TazPod Sync Daemon

TazPod includes a background synchronization loop so the encrypted vault on disk and in S3 keep following the live RAM session while work is in progress.

Entry Point

The daemon is started from up() in cmd/tazpod/lifecycle.go:

exec.Command("tazpod", "__internal_sync_daemon").Start()

This means every normal tazpod up lifecycle implicitly enables the daemon.

Runtime Behavior

The implementation lives in cmd/tazpod/sync.go.

Verified behavior:

  • log file: /tmp/tazpod-sync.log
  • interval: 5 * time.Minute
  • unlock check: presence of vault.PassCache
  • on each cycle:
    1. vault.Save("")
    2. pushVaultInternal()

If the vault is locked, the daemon logs a skip and does nothing.

Important Detail: Unlock Detection

isVaultUnlocked() does not inspect Docker state directly.
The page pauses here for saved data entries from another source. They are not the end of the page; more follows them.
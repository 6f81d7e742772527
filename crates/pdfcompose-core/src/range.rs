//! Page range parsing
//!
//! Turns a selection like `"1-3, 5, 8-10"` into zero-based page groups,
//! one group per comma-separated clause.

use crate::error::{ComposeError, Result};
use serde::{Deserialize, Serialize};
use std::collections::BTreeSet;

/// Zero-based page indices produced from one clause.
///
/// Indices are strictly increasing and unique; deserialised groups are
/// normalised through [`RangeGroup::from_indices`].
#[derive(Debug, Clone, PartialEq, Eq, Serialize, Deserialize)]
#[serde(from = "Vec<usize>", into = "Vec<usize>")]
pub struct RangeGroup(Vec<usize>);

impl From<Vec<usize>> for RangeGroup {
    fn from(indices: Vec<usize>) -> Self {
        Self::from_indices(indices)
    }
}

impl From<RangeGroup> for Vec<usize> {
    fn from(group: RangeGroup) -> Self {
        group.0
    }
}

impl RangeGroup {
    /// Build a group from arbitrary indices, sorting and collapsing duplicates.
    pub fn from_indices<I: IntoIterator<Item = usize>>(indices: I) -> Self {
        let set: BTreeSet<usize> = indices.into_iter().collect();
        Self(set.into_iter().collect())
    }

    pub fn pages(&self) -> &[usize] {
        &self.0
    }

    pub fn len(&self) -> usize {
        self.0.len()
    }

    pub fn is_empty(&self) -> bool {
        self.0.is_empty()
    }

    pub fn first(&self) -> Option<usize> {
        self.0.first().copied()
    }

    pub fn last(&self) -> Option<usize> {
        self.0.last().copied()
    }

    /// Render the group back as a 1-based clause, e.g. `"8-10"` or `"1,3,4"`.
    pub fn describe(&self) -> String {
        match (self.first(), self.last()) {
            (Some(first), Some(last)) if first == last => (first + 1).to_string(),
            (Some(first), Some(last)) if last - first + 1 == self.len() => {
                format!("{}-{}", first + 1, last + 1)
            }
            _ => self
                .0
                .iter()
                .map(|p| (p + 1).to_string())
                .collect::<Vec<_>>()
                .join(","),
        }
    }

    pub fn into_inner(self) -> Vec<usize> {
        self.0
    }
}

/// How a multi-clause selection turns into outputs.
#[derive(Debug, Clone, Copy, PartialEq, Eq, Default, Serialize, Deserialize)]
pub enum SelectionMode {
    /// One output per clause.
    #[default]
    SplitEach,
    /// All clauses flattened into a single output.
    ExtractAll,
}

/// Parse a page range expression against a document of `total_pages` pages.
///
/// Fails on the first bad clause; no partial result is returned.
pub fn parse_range(expression: &str, total_pages: usize) -> Result<Vec<RangeGroup>> {
    if expression.trim().is_empty() {
        return Err(ComposeError::EmptySelection);
    }

    expression
        .split(',')
        .map(|clause| parse_clause(clause, total_pages))
        .collect()
}

fn parse_clause(raw: &str, total_pages: usize) -> Result<RangeGroup> {
    let clause = raw.trim();
    if clause.is_empty() {
        return Err(syntax(clause, "empty clause"));
    }

    if let Some((start, end)) = clause.split_once('-') {
        let start = parse_number(clause, start, "start")?;
        let end = parse_number(clause, end, "end")?;

        if start > end {
            return Err(syntax(
                clause,
                &format!("descending range {} > {}", start, end),
            ));
        }

        check_bounds(clause, start, total_pages)?;
        check_bounds(clause, end, total_pages)?;

        // Both ends fit in usize once bounds-checked
        Ok(RangeGroup::from_indices(
            (start as usize - 1)..=(end as usize - 1),
        ))
    } else {
        let page = parse_number(clause, clause, "page")?;
        check_bounds(clause, page, total_pages)?;
        Ok(RangeGroup(vec![page as usize - 1]))
    }
}

fn parse_number(clause: &str, token: &str, what: &str) -> Result<u64> {
    let token = token.trim();
    if token.is_empty() {
        return Err(syntax(clause, &format!("missing {}", what)));
    }
    if !token.bytes().all(|b| b.is_ascii_digit()) {
        return Err(syntax(clause, &format!("invalid {}: {}", what, token)));
    }
    // All digits, so the only parse failure left is overflow
    Ok(token.parse::<u64>().unwrap_or(u64::MAX))
}

fn check_bounds(clause: &str, page: u64, total_pages: usize) -> Result<()> {
    if page == 0 || page > total_pages as u64 {
        return Err(ComposeError::OutOfBounds {
            clause: clause.to_string(),
            page,
            total: total_pages,
        });
    }
    Ok(())
}

fn syntax(clause: &str, reason: &str) -> ComposeError {
    ComposeError::InvalidRangeSyntax {
        clause: clause.to_string(),
        reason: reason.to_string(),
    }
}

/// Merge every group into one sorted, deduplicated group.
pub fn flatten(groups: &[RangeGroup]) -> RangeGroup {
    RangeGroup::from_indices(groups.iter().flat_map(|g| g.pages().iter().copied()))
}

/// Apply a selection mode to parsed groups.
pub fn select(groups: Vec<RangeGroup>, mode: SelectionMode) -> Vec<RangeGroup> {
    match mode {
        SelectionMode::SplitEach => groups,
        SelectionMode::ExtractAll => vec![flatten(&groups)],
    }
}

/// Fixed-size groups of `every` pages covering the whole document.
pub fn chunk_groups(total_pages: usize, every: usize) -> Result<Vec<RangeGroup>> {
    if every == 0 {
        return Err(syntax("0", "chunk size must be at least 1"));
    }
    if total_pages == 0 {
        return Err(ComposeError::EmptySelection);
    }

    Ok((0..total_pages)
        .step_by(every)
        .map(|start| RangeGroup((start..(start + every).min(total_pages)).collect()))
        .collect())
}


#[cfg(test)]
mod proptests {
    use super::*;
    use proptest::prelude::*;

    fn clause_strategy(total: usize) -> impl Strategy<Value = (usize, usize)> {
        (1..=total).prop_flat_map(move |start| (Just(start), start..=total))
    }

    proptest! {
        /// Property: a canonical expression parses back to the indices it encodes
        #[test]
        fn canonical_expression_round_trips(
            (total, clauses) in (1usize..60).prop_flat_map(|total| {
                (Just(total), prop::collection::vec(clause_strategy(total), 1..8))
            })
        ) {
            let expr = clauses
                .iter()
                .map(|&(s, e)| if s == e { s.to_string() } else { format!("{}-{}", s, e) })
                .collect::<Vec<_>>()
                .join(",");

            let groups = parse_range(&expr, total).unwrap();
            prop_assert_eq!(groups.len(), clauses.len());
            for (group, &(s, e)) in groups.iter().zip(&clauses) {
                let expected: Vec<usize> = (s - 1..e).collect();
                prop_assert_eq!(group.pages(), expected.as_slice());
            }
        }

        /// Property: every group is strictly increasing
        #[test]
        fn groups_are_strictly_increasing(s in 1usize..50, len in 0usize..50) {
            let total = s + len;
            let groups = parse_range(&format!("{}-{}", s, s + len), total).unwrap();
            prop_assert!(groups[0].pages().windows(2).all(|w| w[0] < w[1]));
        }

        /// Property: pages past the end are always rejected
        #[test]
        fn pages_past_end_rejected(total in 1usize..100, extra in 1usize..100) {
            let page = total + extra;
            let result = parse_range(&page.to_string(), total);
            let is_out_of_bounds = matches!(result, Err(ComposeError::OutOfBounds { .. }));
            prop_assert!(is_out_of_bounds);
        }
    }
}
It checks whether the passphrase cache file exists at vault.PassCache.

So daemon behavior is tied to vault lifecycle, not just to container existence.
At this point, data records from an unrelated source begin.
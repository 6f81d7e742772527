//! Standard-14 font metrics used to size text overlays
//!
//! Widths are in thousandths of the font size for the printable ASCII range
//! (space through tilde). Anything outside that range is written as `?`.

use serde::{Deserialize, Serialize};

#[rustfmt::skip]
const HELVETICA: [u16; 95] = [
    278, 278, 355, 556, 556, 889, 667, 191, 333, 333, 389, 584, 278, 333, 278, 278,
    556, 556, 556, 556, 556, 556, 556, 556, 556, 556, 278, 278, 584, 584, 584, 556,
    1015, 667, 667, 722, 722, 667, 611, 778, 722, 278, 500, 667, 556, 833, 722, 778,
    667, 778, 722, 667, 611, 722, 667, 944, 667, 667, 611, 278, 278, 278, 469, 556,
    333, 556, 556, 500, 556, 556, 278, 556, 556, 222, 222, 500, 222, 833, 556, 556,
    556, 556, 333, 500, 278, 556, 500, 722, 500, 500, 500, 334, 260, 334, 584,
];

#[rustfmt::skip]
const HELVETICA_BOLD: [u16; 95] = [
    278, 333, 474, 556, 556, 889, 722, 238, 333, 333, 389, 584, 278, 333, 278, 278,
    556, 556, 556, 556, 556, 556, 556, 556, 556, 556, 333, 333, 584, 584, 584, 611,
    975, 722, 722, 722, 722, 667, 611, 778, 722, 278, 556, 722, 611, 833, 722, 778,
    667, 778, 722, 667, 611, 722, 667, 944, 667, 667, 611, 333, 278, 333, 584, 556,
    333, 556, 611, 556, 611, 556, 333, 611, 611, 278, 278, 556, 278, 889, 611, 611,
    611, 611, 389, 556, 333, 611, 556, 778, 556, 556, 500, 389, 280, 389, 584,
];

#[rustfmt::skip]
const TIMES_ROMAN: [u16; 95] = [
    250, 333, 408, 500, 500, 833, 778, 180, 333, 333, 500, 564, 250, 333, 250, 278,
    500, 500, 500, 500, 500, 500, 500, 500, 500, 500, 278, 278, 564, 564, 564, 444,
    921, 722, 667, 667, 722, 611, 556, 722, 722, 333, 389, 722, 611, 889, 722, 722,
    556, 722, 667, 556, 611, 722, 722, 944, 722, 722, 611, 333, 278, 333, 469, 500,
    333, 444, 500, 444, 500, 444, 333, 500, 500, 278, 278, 500, 278, 778, 500, 500,
    500, 500, 333, 389, 278, 500, 500, 722, 500, 500, 444, 480, 200, 480, 541,
];

const COURIER_WIDTH: u16 = 600;

/// The standard-14 text fonts every PDF reader provides.
#[derive(Debug, Clone, Copy, PartialEq, Eq, Hash, Default, Serialize, Deserialize)]
pub enum StandardFont {
    #[default]
    Helvetica,
    HelveticaBold,
    HelveticaOblique,
    HelveticaBoldOblique,
    TimesRoman,
    TimesBold,
    TimesItalic,
    TimesBoldItalic,
    Courier,
    CourierBold,
    CourierOblique,
    CourierBoldOblique,
}

#[derive(Debug, Clone, Copy, PartialEq, Eq)]
enum Family {
    Helvetica,
    Times,
    Courier,
}

impl StandardFont {
    /// PostScript name used for `/BaseFont`.
    pub fn base_font(self) -> &'static str {
        match self {
            StandardFont::Helvetica => "Helvetica",
            StandardFont::HelveticaBold => "Helvetica-Bold",
            StandardFont::HelveticaOblique => "Helvetica-Oblique",
            StandardFont::HelveticaBoldOblique => "Helvetica-BoldOblique",
            StandardFont::TimesRoman => "Times-Roman",
            StandardFont::TimesBold => "Times-Bold",
            StandardFont::TimesItalic => "Times-Italic",
            StandardFont::TimesBoldItalic => "Times-BoldItalic",
            StandardFont::Courier => "Courier",
            StandardFont::CourierBold => "Courier-Bold",
            StandardFont::CourierOblique => "Courier-Oblique",
            StandardFont::CourierBoldOblique => "Courier-BoldOblique",
        }
    }

    fn family(self) -> Family {
        match self {
            StandardFont::Helvetica
            | StandardFont::HelveticaBold
            | StandardFont::HelveticaOblique
            | StandardFont::HelveticaBoldOblique => Family::Helvetica,
            StandardFont::TimesRoman
            | StandardFont::TimesBold
            | StandardFont::TimesItalic
            | StandardFont::TimesBoldItalic => Family::Times,
            _ => Family::Courier,
        }
    }

    fn is_bold(self) -> bool {
        matches!(
            self,
            StandardFont::HelveticaBold
                | StandardFont::HelveticaBoldOblique
                | StandardFont::TimesBold
                | StandardFont::TimesBoldItalic
                | StandardFont::CourierBold
                | StandardFont::CourierBoldOblique
        )
    }

    /// Pick a standard font from a UI font family name and style flags.
    ///
    /// CSS generic families and common system fonts map onto the closest
    /// standard family; anything unknown falls back to Helvetica.
    pub fn resolve(family: Option<&str>, bold: bool, italic: bool) -> Self {
        let lower = family.unwrap_or("").to_lowercase();
        let bold = bold || lower.contains("bold");
        let italic = italic || lower.contains("italic") || lower.contains("oblique");

        let family = if lower == "serif"
            || lower.contains("times")
            || lower.contains("georgia")
            || lower.contains("garamond")
        {
            Family::Times
        } else if lower == "monospace"
            || lower.contains("courier")
            || lower.contains("mono")
            || lower.contains("consolas")
            || lower.contains("monaco")
        {
            Family::Courier
        } else {
            Family::Helvetica
        };

        match (family, bold, italic) {
            (Family::Times, true, true) => StandardFont::TimesBoldItalic,
            (Family::Times, true, false) => StandardFont::TimesBold,
            (Family::Times, false, true) => StandardFont::TimesItalic,
            (Family::Times, false, false) => StandardFont::TimesRoman,
            (Family::Courier, true, true) => StandardFont::CourierBoldOblique,
            (Family::Courier, true, false) => StandardFont::CourierBold,
            (Family::Courier, false, true) => StandardFont::CourierOblique,
            (Family::Courier, false, false) => StandardFont::Courier,
            (Family::Helvetica, true, true) => StandardFont::HelveticaBoldOblique,
            (Family::Helvetica, true, false) => StandardFont::HelveticaBold,
            (Family::Helvetica, false, true) => StandardFont::HelveticaOblique,
            (Family::Helvetica, false, false) => StandardFont::Helvetica,
        }
    }

    /// Advance width of one character in thousandths of the font size.
    pub fn char_width(self, c: char) -> u16 {
        let c = if (' '..='~').contains(&c) { c } else { '?' };
        let index = c as usize - ' ' as usize;
        match self.family() {
            // Times variants share the roman widths
            Family::Times => TIMES_ROMAN[index],
            Family::Courier => COURIER_WIDTH,
            Family::Helvetica if self.is_bold() => HELVETICA_BOLD[index],
            Family::Helvetica => HELVETICA[index],
        }
    }

    /// Ascender and descender in thousandths of the font size.
    pub fn ascent_descent(self) -> (i32, i32) {
        match self.family() {
            Family::Helvetica => (718, -207),
            Family::Times => (683, -217),
            Family::Courier => (629, -157),
        }
    }

    /// Width of `text` set at `size` points.
    pub fn text_width(self, text: &str, size: f64) -> f64 {
        let units: u32 = text.chars().map(|c| self.char_width(c) as u32).sum();
        units as f64 * size / 1000.0
    }

    /// Height from descender to ascender at `size` points.
    pub fn text_height(self, size: f64) -> f64 {
        let (ascent, descent) = self.ascent_descent();
        (ascent - descent) as f64 * size / 1000.0
    }

    /// Distance from the bottom of the text box up to the baseline.
    pub fn baseline_offset(self, size: f64) -> f64 {
        let (_, descent) = self.ascent_descent();
        -(descent as f64) * size / 1000.0
    }
}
Manual Commands vs Daemon Commands

The daemon shares the same primitives as the manual CLI:

  • tazpod save
  • tazpod pull vault
  • tazpod push vault

The difference is that the daemon uses pushVaultInternal() directly and writes to a log file instead of the terminal.

Failure Model

If S3 upload fails:

  • the failure is logged
  • the daemon keeps running
  • the encrypted vault on local disk is still refreshed by vault.Save("")

This preserves local safety first and remote synchronization second.